Search the records below for the string "CacheSettings" and copy each line where it turns up.

+ + + + + + +

#[cfg(test)]
mod tests {
    use super::{CohCmd, ExclusiveMsiPolicy, MsiPolicy, Policy};
    use crate::cache::meta::Meta;

    type L1Policy = MsiPolicy<true, false>;
    type MidPolicy = MsiPolicy<false, false>;
    type LlcPolicy = MsiPolicy<false, true>;

    fn shared_directory(ids: &[i32]) -> Meta {
        let mut meta = Meta::directory_capable();
        meta.init(0x42);
        for &id in ids {
            meta.to_shared(id);
        }
        meta
    }

    #[test]
    fn l1_is_quiescent() {
        let policy = L1Policy::default();
        let mut meta = Meta::default();
        meta.to_shared(-1);
        assert!(policy
            .acquire_need_sync(CohCmd::acquire_write(0), &meta)
            .is_none());
        assert!(policy
            .probe_need_sync(CohCmd::probe_evict(-1), &meta)
            .is_none());
        assert!(policy.writeback_need_sync(&meta).is_none());
    }

    #[test]
    fn write_acquire_syncs_other_sharers() {
        let policy = MidPolicy::default();
        let meta = shared_directory(&[0, 1]);
        let sync = policy
            .acquire_need_sync(CohCmd::acquire_write(0), &meta)
            .expect("a write acquire must invalidate other sharers");
        assert!(sync.is_probe() && sync.is_evict());
        assert_eq!(sync.id, 0);
    }

    #[test]
    fn read_acquire_syncs_live_lines_without_evicting() {
        let policy = MidPolicy::default();
        let mut meta = Meta::default();
        meta.to_modified(-1);
        // an owner hands its data over through a writeback probe
        let sync = policy
            .acquire_need_sync(CohCmd::acquire_read(1), &meta)
            .unwrap();
        assert!(sync.is_probe() && sync.is_writeback());
        assert_eq!(sync.id, 1);

        // untouched shared copies survive the same probe
        meta.to_shared(-1);
        let sync = policy
            .acquire_need_sync(CohCmd::acquire_read(1), &meta)
            .unwrap();
        assert!(sync.is_writeback());
    }

    #[test]
    fn promotion_only_below_the_llc() {
        let mut meta = Meta::default();
        meta.to_shared(-1);
        let mid = MidPolicy::default();
        let promote = mid
            .acquire_need_promote(CohCmd::acquire_write(0), &meta)
            .expect("shared line needs a modified copy for a write");
        assert!(promote.is_acquire() && promote.is_write());

        let llc = LlcPolicy::default();
        assert!(llc
            .acquire_need_promote(CohCmd::acquire_write(0), &meta)
            .is_none());

        meta.to_modified(-1);
        assert!(mid
            .acquire_need_promote(CohCmd::acquire_write(0), &meta)
            .is_none());
    }

    #[test]
    fn probe_forwarding_respects_the_directory() {
        let policy = LlcPolicy::default();
        let meta = shared_directory(&[0, 2]);
        let cmd = CohCmd::probe_evict(0);
        assert!(policy.probe_need_probe(cmd, &meta, 0).is_none());
        assert!(policy.probe_need_probe(cmd, &meta, 1).is_none());
        let fwd = policy.probe_need_probe(cmd, &meta, 2).unwrap();
        assert_eq!(fwd.id, -1);
        assert!(fwd.is_evict());
    }

    #[test]
    fn dirty_lines_answer_probes_with_writebacks() {
        let policy = MidPolicy::default();
        let mut meta = Meta::default();
        meta.to_modified(-1);
        assert!(policy
            .probe_need_writeback(CohCmd::probe_writeback(-1), &meta)
            .is_none());
        meta.to_dirty();
        let wb = policy
            .probe_need_writeback(CohCmd::probe_writeback(-1), &meta)
            .unwrap();
        assert!(wb.is_release() && wb.is_writeback());
    }

    #[test]
    fn directory_sync_on_evict_release() {
        let policy = LlcPolicy::default();
        let mut meta = shared_directory(&[0, 1, 2]);
        policy.meta_after_probe_ack(CohCmd::probe_evict(-1), &mut meta, 1);
        assert!(meta.is_sharer(0));
        assert!(!meta.is_sharer(1));
        assert!(meta.is_sharer(2));
    }

    #[test]
    fn writeback_probe_ack_records_the_sharer() {
        let policy = LlcPolicy::default();
        let mut meta = shared_directory(&[1]);
        policy.meta_after_probe_ack(CohCmd::probe_writeback(-1), &mut meta, 3);
        assert!(meta.is_shared());
        assert!(meta.is_sharer(3));
    }

    #[test]
    fn broadcast_evict_ack_drops_to_shared() {
        let policy = MidPolicy::default();
        let mut meta = Meta::default();
        meta.to_modified(-1);
        policy.meta_after_probe_ack(CohCmd::probe_evict(-1), &mut meta, 1);
        assert!(meta.is_shared());
    }

    #[test]
    fn flush_sync_happens_at_the_llc() {
        let llc = LlcPolicy::default();
        let sync = llc.flush_need_sync(CohCmd::flush_evict(-1), None).unwrap();
        assert!(sync.is_probe() && sync.is_evict());
        assert_eq!(sync.id, -1);

        let mid = MidPolicy::default();
        assert!(mid.flush_need_sync(CohCmd::flush_evict(-1), None).is_none());
    }

    #[test]
    fn fetch_and_grant_transitions() {
        let policy = LlcPolicy::default();
        let mut meta = Meta::directory_capable();
        policy.meta_after_fetch(CohCmd::acquire_read(-1), &mut meta, 0x99);
        assert!(meta.is_shared());
        assert!(!meta.is_dirty());
        assert_eq!(meta.tag(), 0x99);

        policy.meta_after_grant(CohCmd::acquire_write(2), &mut meta);
        assert!(meta.is_modified());
        assert!(meta.is_sharer(2));
        assert_eq!(meta.sharers().count_ones(), 1);
    }

    #[test]
    fn probe_response_invalidates_on_evict() {
        let policy = L1Policy::default();
        let mut meta = Meta::default();
        meta.to_modified(-1);
        meta.to_dirty();
        assert!(policy.meta_after_probe(CohCmd::probe_evict(-1), &mut meta));
        assert!(!meta.is_valid());
        assert!(!meta.is_dirty());

        meta.to_modified(-1);
        meta.to_dirty();
        assert!(!policy.meta_after_probe(CohCmd::probe_writeback(-1), &mut meta));
        assert!(meta.is_shared());
        assert!(!meta.is_dirty());
    }

    #[test]
    fn exclusive_release_installs_shared_without_owner() {
        // pins the ownerless shared install on release, so an intentional
        // change of that behavior shows up here
        let policy = ExclusiveMsiPolicy::<true>::default();
        let mut mmeta = Meta::directory_capable();
        let mut directory = shared_directory(&[1]);
        policy.meta_after_release(
            CohCmd::release_evict(1),
            &mut mmeta,
            Some(&mut directory),
            0x55,
            1,
            true,
        );
        assert!(!directory.is_valid());
        assert!(mmeta.is_shared());
        assert_eq!(mmeta.sharers().count_ones(), 0);
        assert!(mmeta.is_dirty());
        assert_eq!(mmeta.tag(), 0x55);
    }

    #[test]
    fn exclusive_probe_creates_transient_entries() {
        let policy = ExclusiveMsiPolicy::<true>::default();
        assert!(policy.probe_need_create(None).is_some());
        let existing = Meta::default();
        assert!(policy.probe_need_create(Some(&existing)).is_none());
    }

    #[test]
    fn exclusive_always_probes_the_releaser_and_writes_back() {
        let policy = ExclusiveMsiPolicy::<true>::default();
        let probe = policy.release_need_probe(CohCmd::release_evict(2)).unwrap();
        assert_eq!(probe.id, 2);
        assert!(probe.is_probe() && probe.is_evict());
        assert!(policy.need_writeback(&Meta::default()));
        assert!(policy.inner_need_release().is_some());
    }

    #[test]
    fn inclusive_policy_keeps_the_bridge_hooks_inert() {
        let policy = LlcPolicy::default();
        assert!(policy.probe_need_create(None).is_none());
        assert!(policy
            .release_need_probe(CohCmd::release_evict(2))
            .is_none());
        assert!(policy.inner_need_release().is_none());

        let mut meta = Meta::default();
        meta.to_shared(-1);
        assert!(!policy.need_writeback(&meta));
        meta.to_dirty();
        assert!(policy.need_writeback(&meta));
    }

    #[test]
    fn inclusive_release_syncs_the_directory() {
        let policy = LlcPolicy::default();
        let mut meta = shared_directory(&[0, 1]);
        policy.meta_after_release(CohCmd::release_evict(1), &mut meta, None, 0x42, 1, false);
        assert!(meta.is_sharer(0));
        assert!(!meta.is_sharer(1));
        assert!(meta.is_shared());
    }
}
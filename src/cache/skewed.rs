use rand::rngs::SmallRng;
use rand::{Rng, SeedableRng};

use super::array::CacheArray;
use super::meta::Meta;
use super::remap::RemapError;
use super::set_index::{Indexer, LinearIndex, SkewedIndex};
use super::{CacheLoc, CacheModel, DataBlock, Geometry, ReplaceGenre};
use crate::address;
use crate::config::{CacheSettings, ConfigError};
use crate::delay::{DelayModel, NoDelay};
use crate::monitor::{Monitor, MonitorGroup};
use crate::replace::{Replacer, StampReplacer};

/// Set-associative cache with one independent indexer view per partition.
pub struct CacheSkewed<I> {
    pub(crate) name: String,
    pub(crate) id: u64,
    pub(crate) geometry: Geometry,
    pub(crate) array: CacheArray,
    pub(crate) indexer: I,
    pub(crate) replacer: Box<dyn Replacer>,
    pub(crate) monitors: MonitorGroup,
    pub(crate) delay: Box<dyn DelayModel>,
    pub(crate) rng: SmallRng,
}

impl<I> std::fmt::Debug for CacheSkewed<I> {
    fn fmt(&self, f: &mut std::fmt::Formatter) -> std::fmt::Result {
        let (partitions, sets, ways) = self.array.size();
        f.debug_struct("CacheSkewed")
            .field("name", &self.name)
            .field("partitions", &partitions)
            .field("sets", &sets)
            .field("ways", &ways)
            .finish()
    }
}

impl CacheSkewed<SkewedIndex> {
    /// Build with hashed per-partition indexing, seeds drawn from the
    /// settings seed.
    pub fn build(settings: &CacheSettings, id: u64) -> Result<Self, ConfigError> {
        settings.validate()?;
        let mut rng = SmallRng::seed_from_u64(settings.seed);
        let mut indexer = SkewedIndex::new(settings.index_width, settings.partitions);
        let seeds: Vec<u64> = (0..settings.partitions).map(|_| rng.gen()).collect();
        indexer.seed(&seeds);
        Ok(Self::with_indexer(settings, id, indexer, rng))
    }
}

impl CacheSkewed<LinearIndex> {
    /// Build with plain index-bit extraction (a conventional cache).
    pub fn build_linear(settings: &CacheSettings, id: u64) -> Result<Self, ConfigError> {
        settings.validate()?;
        let rng = SmallRng::seed_from_u64(settings.seed);
        let indexer = LinearIndex::new(settings.index_width);
        Ok(Self::with_indexer(settings, id, indexer, rng))
    }
}

impl<I: Indexer> CacheSkewed<I> {
    pub(crate) fn with_indexer(
        settings: &CacheSettings,
        id: u64,
        indexer: I,
        rng: SmallRng,
    ) -> Self {
        let sets = settings.sets();
        Self {
            name: settings.name.clone(),
            id,
            geometry: settings.geometry(),
            array: CacheArray::new(
                settings.partitions,
                sets,
                settings.ways,
                settings.directory,
                settings.data,
            ),
            indexer,
            replacer: Box::new(StampReplacer::new(
                settings.replacement,
                settings.partitions,
                sets,
                settings.ways,
                settings.seed,
            )),
            monitors: MonitorGroup::default(),
            delay: Box::new(NoDelay),
            rng,
        }
    }

    pub fn attach_monitor(&mut self, monitor: Box<dyn Monitor>) {
        self.monitors.attach(monitor);
    }

    pub fn set_delay(&mut self, delay: Box<dyn DelayModel>) {
        self.delay = delay;
    }

    pub(crate) fn choose_partition(&mut self) -> usize {
        let (partitions, _, _) = self.array.size();
        if partitions == 1 {
            0
        } else {
            self.rng.gen_range(0..partitions)
        }
    }
}

impl<I: Indexer> CacheModel for CacheSkewed<I> {
    fn geometry(&self) -> Geometry {
        self.geometry
    }

    fn size(&self) -> (usize, usize, usize) {
        self.array.size()
    }

    fn hit(&self, addr: address) -> Option<CacheLoc> {
        let tag = self.geometry.tag(addr);
        let (partitions, _, _) = self.array.size();
        for partition in 0..partitions {
            let set = self.indexer.index(addr, partition);
            if let Some(way) = self.array.hit(tag, partition, set) {
                return Some(CacheLoc {
                    partition,
                    set,
                    way,
                });
            }
        }
        None
    }

    fn replace(&mut self, addr: address, genre: ReplaceGenre) -> Result<CacheLoc, RemapError> {
        let partition = self.choose_partition();
        let set = match genre {
            ReplaceGenre::Normal => self.indexer.index(addr, partition),
            ReplaceGenre::ForRelocate => return Err(RemapError::RelocateUnsupported),
            ReplaceGenre::DuringRemap => return Err(RemapError::ConcurrentReplace),
        };
        let way = self.replacer.choose_way(partition, set);
        Ok(CacheLoc {
            partition,
            set,
            way,
        })
    }

    fn meta(&self, loc: CacheLoc) -> &Meta {
        self.array.meta(loc)
    }

    fn meta_mut(&mut self, loc: CacheLoc) -> &mut Meta {
        self.array.meta_mut(loc)
    }

    fn line_mut(&mut self, loc: CacheLoc) -> (&mut Meta, Option<&mut DataBlock>) {
        self.array.line_mut(loc)
    }

    fn replace_read(&mut self, loc: CacheLoc, miss: bool) {
        self.replacer.read(loc.partition, loc.set, loc.way, miss);
    }

    fn replace_manage(&mut self, loc: CacheLoc, free: bool, kind: u32) {
        self.replacer
            .access(loc.partition, loc.set, loc.way, free, kind);
    }

    fn monitors_mut(&mut self) -> &mut MonitorGroup {
        &mut self.monitors
    }

    fn delay_mut(&mut self) -> &mut dyn DelayModel {
        &mut *self.delay
    }

    fn cache_id(&self) -> u64 {
        self.id
    }

    fn name(&self) -> &str {
        &self.name
    }
}

#[cfg(test)]
mod tests {
    use super::{CacheModel, CacheSkewed, ReplaceGenre};
    use crate::cache::remap::RemapError;
    use crate::config::CacheSettings;

    fn linear_settings() -> CacheSettings {
        let mut settings = CacheSettings::skewed("l1", 1, 2, 2);
        settings.tag_offset = 8;
        settings.addr_width = 16;
        settings
    }

    #[test]
    fn miss_then_hit_after_install() {
        let mut cache = CacheSkewed::build_linear(&linear_settings(), 0).unwrap();
        assert!(cache.hit(0x1200).is_none());

        let loc = cache.replace(0x1200, ReplaceGenre::Normal).unwrap();
        let tag = cache.geometry().tag(0x1200);
        let meta = cache.meta_mut(loc);
        meta.init(tag);
        meta.to_shared(-1);

        let found = cache.hit(0x1200).expect("installed line must hit");
        assert_eq!(found, loc);
        // other tag in the same set still misses
        assert!(cache.hit(0x1300).is_none());
    }

    #[test]
    fn skewed_partitions_disagree_on_sets() {
        let settings = CacheSettings::skewed("llc", 2, 4, 2);
        let cache = CacheSkewed::build(&settings, 0).unwrap();
        let disagreements = (0..64u64)
            .map(|line| line << 6)
            .filter(|&addr| {
                crate::cache::set_index::Indexer::index(&cache.indexer, addr, 0)
                    != crate::cache::set_index::Indexer::index(&cache.indexer, addr, 1)
            })
            .count();
        assert!(disagreements > 0);
    }

    #[test]
    fn relocation_replacement_needs_a_remap_cache() {
        let mut cache = CacheSkewed::build(&CacheSettings::skewed("llc", 2, 3, 4), 0).unwrap();
        assert_eq!(
            cache.replace(0x40, ReplaceGenre::ForRelocate),
            Err(RemapError::RelocateUnsupported)
        );
        assert_eq!(
            cache.replace(0x40, ReplaceGenre::DuringRemap),
            Err(RemapError::ConcurrentReplace)
        );
    }

    #[test]
    fn single_partition_never_randomizes() {
        let mut cache = CacheSkewed::build_linear(&linear_settings(), 0).unwrap();
        for _ in 0..16 {
            let loc = cache.replace(0x1200, ReplaceGenre::Normal).unwrap();
            assert_eq!(loc.partition, 0);
        }
    }

    #[test]
    fn tag_set_roundtrip_for_valid_cells() {
        // index(m.addr(s), p) == s for any installed line
        let mut cache = CacheSkewed::build_linear(&linear_settings(), 0).unwrap();
        for addr in [0x1200u64, 0x1280, 0x3340, 0x77c0] {
            let loc = cache.replace(addr, ReplaceGenre::Normal).unwrap();
            let tag = cache.geometry().tag(addr);
            let meta = cache.meta_mut(loc);
            meta.init(tag);
            meta.to_shared(-1);
            cache.replace_manage(loc, false, 0);
        }
        let geometry = cache.geometry();
        let (partitions, sets, ways) = cache.size();
        for partition in 0..partitions {
            for set in 0..sets {
                for way in 0..ways {
                    let loc = crate::cache::CacheLoc {
                        partition,
                        set,
                        way,
                    };
                    let meta = cache.meta(loc);
                    if meta.is_valid() {
                        let addr = meta.addr(geometry, set);
                        assert_eq!(
                            crate::cache::set_index::Indexer::index(&cache.indexer, addr, partition),
                            set
                        );
                    }
                }
            }
        }
    }
}
//! Event Data Module
//!
//! Everything between the SQLite event stores and the training loop:
//! selection queries, per-event graph construction, batching with
//! background prefetch, the deterministic train/validation split and
//! robust feature scaling.

pub mod batch;
pub mod database;
pub mod dataset;
pub mod loader;
pub mod scaler;
pub mod split;

pub use batch::GraphBatch;
pub use database::{read_event_selection, MAX_EVENTS};
pub use dataset::{EventGraph, SqliteEventDataset};
pub use loader::{BatchIter, DataLoader};
pub use scaler::RobustScaler;
pub use split::{train_validation_split, SPLIT_SEED, VALIDATION_FRACTION};

use std::path::Path;

use crate::config::DataConfig;
use crate::error::Result;

/// Build the (training, validation) loader pair for one source.
///
/// The selection (or, without one, the database's full event population)
/// is split 0.67/0.33 with the fixed seed before either loader exists, so
/// the two never overlap and repeated runs see the same split.
pub fn make_train_validation_loaders(
    database: &Path,
    selection: Option<Vec<i64>>,
    config: &DataConfig,
) -> Result<(DataLoader, DataLoader)> {
    let selection = match selection {
        Some(selection) => selection,
        None => read_event_selection(database)?,
    };
    let (train_events, validation_events) =
        train_validation_split(&selection, VALIDATION_FRACTION, SPLIT_SEED);

    let train_dataset = SqliteEventDataset::new(database, config, Some(train_events))?;
    let validation_dataset = SqliteEventDataset::new(database, config, Some(validation_events))?;

    let train_loader = DataLoader::new(
        train_dataset,
        config.batch_size,
        true,
        config.num_workers,
    );
    let validation_loader = DataLoader::new(
        validation_dataset,
        config.batch_size,
        true,
        config.num_workers,
    );
    Ok((train_loader, validation_loader))
}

+ + + + + + +

**Exercise solution**:
use crate::config::{CacheSettings, ConfigError};
    pub fn build(settings: &CacheSettings, id: u64) -> Result<Self, ConfigError> {
    pub fn build_linear(settings: &CacheSettings, id: u64) -> Result<Self, ConfigError> {
        settings: &CacheSettings,
    use crate::config::CacheSettings;
    fn linear_settings() -> CacheSettings {
        let mut settings = CacheSettings::skewed("l1", 1, 2, 2);
        let settings = CacheSettings::skewed("llc", 2, 4, 2);
        let mut cache = CacheSkewed::build(&CacheSettings::skewed("llc", 2, 3, 4), 0).unwrap();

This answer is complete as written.